Please copy exactly every line from the one that contains "database connection pool" to the end of the data below, with both ends included and no other lines.

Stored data
——

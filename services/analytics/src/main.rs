use tracing_subscriber::{layer::SubscriberExt, util::SubscriberInitExt};

use afrilingua_analytics::{config::AppConfig, create_app, services::AppState};
use afrilingua_database::{create_pool, run_migrations};

#[tokio::main]
async fn main() -> Result<(), Box<dyn std::error::Error>> {
    // Initialize tracing
    tracing_subscriber::registry()
        .with(
            tracing_subscriber::EnvFilter::try_from_default_env()
                .unwrap_or_else(|_| "afrilingua_analytics=debug,tower_http=debug".into()),
        )
        .with(tracing_subscriber::fmt::layer())
        .init();

    // Load configuration
    dotenvy::dotenv().ok();
    let config = AppConfig::from_env();

    // Create database connection pool
    let db_pool = create_pool(&config.database).await?;

    // Run migrations
    run_migrations(&db_pool).await?;

    let app_state = AppState::new(db_pool, config.clone())?;
    let app = create_app(app_state);

    // Start the server
    let listener = tokio::net::TcpListener::bind(format!("{}:{}", config.server.host, config.server.port))
        .await?;

    tracing::info!("Analytics Service listening on {}:{}", config.server.host, config.server.port);

    axum::serve(listener, app).await?;

    Ok(())
}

——

● **Completed task**
    // Create database connection pool
    let db_pool = create_pool(&config.database).await?;

    // Run migrations
    run_migrations(&db_pool).await?;

    let app_state = AppState::new(db_pool, config.clone())?;
    let app = create_app(app_state);

    // Start the server
    let listener = tokio::net::TcpListener::bind(format!("{}:{}", config.server.host, config.server.port))
        .await?;

    tracing::info!("Analytics Service listening on {}:{}", config.server.host, config.server.port);

    axum::serve(listener, app).await?;

    Ok(())
}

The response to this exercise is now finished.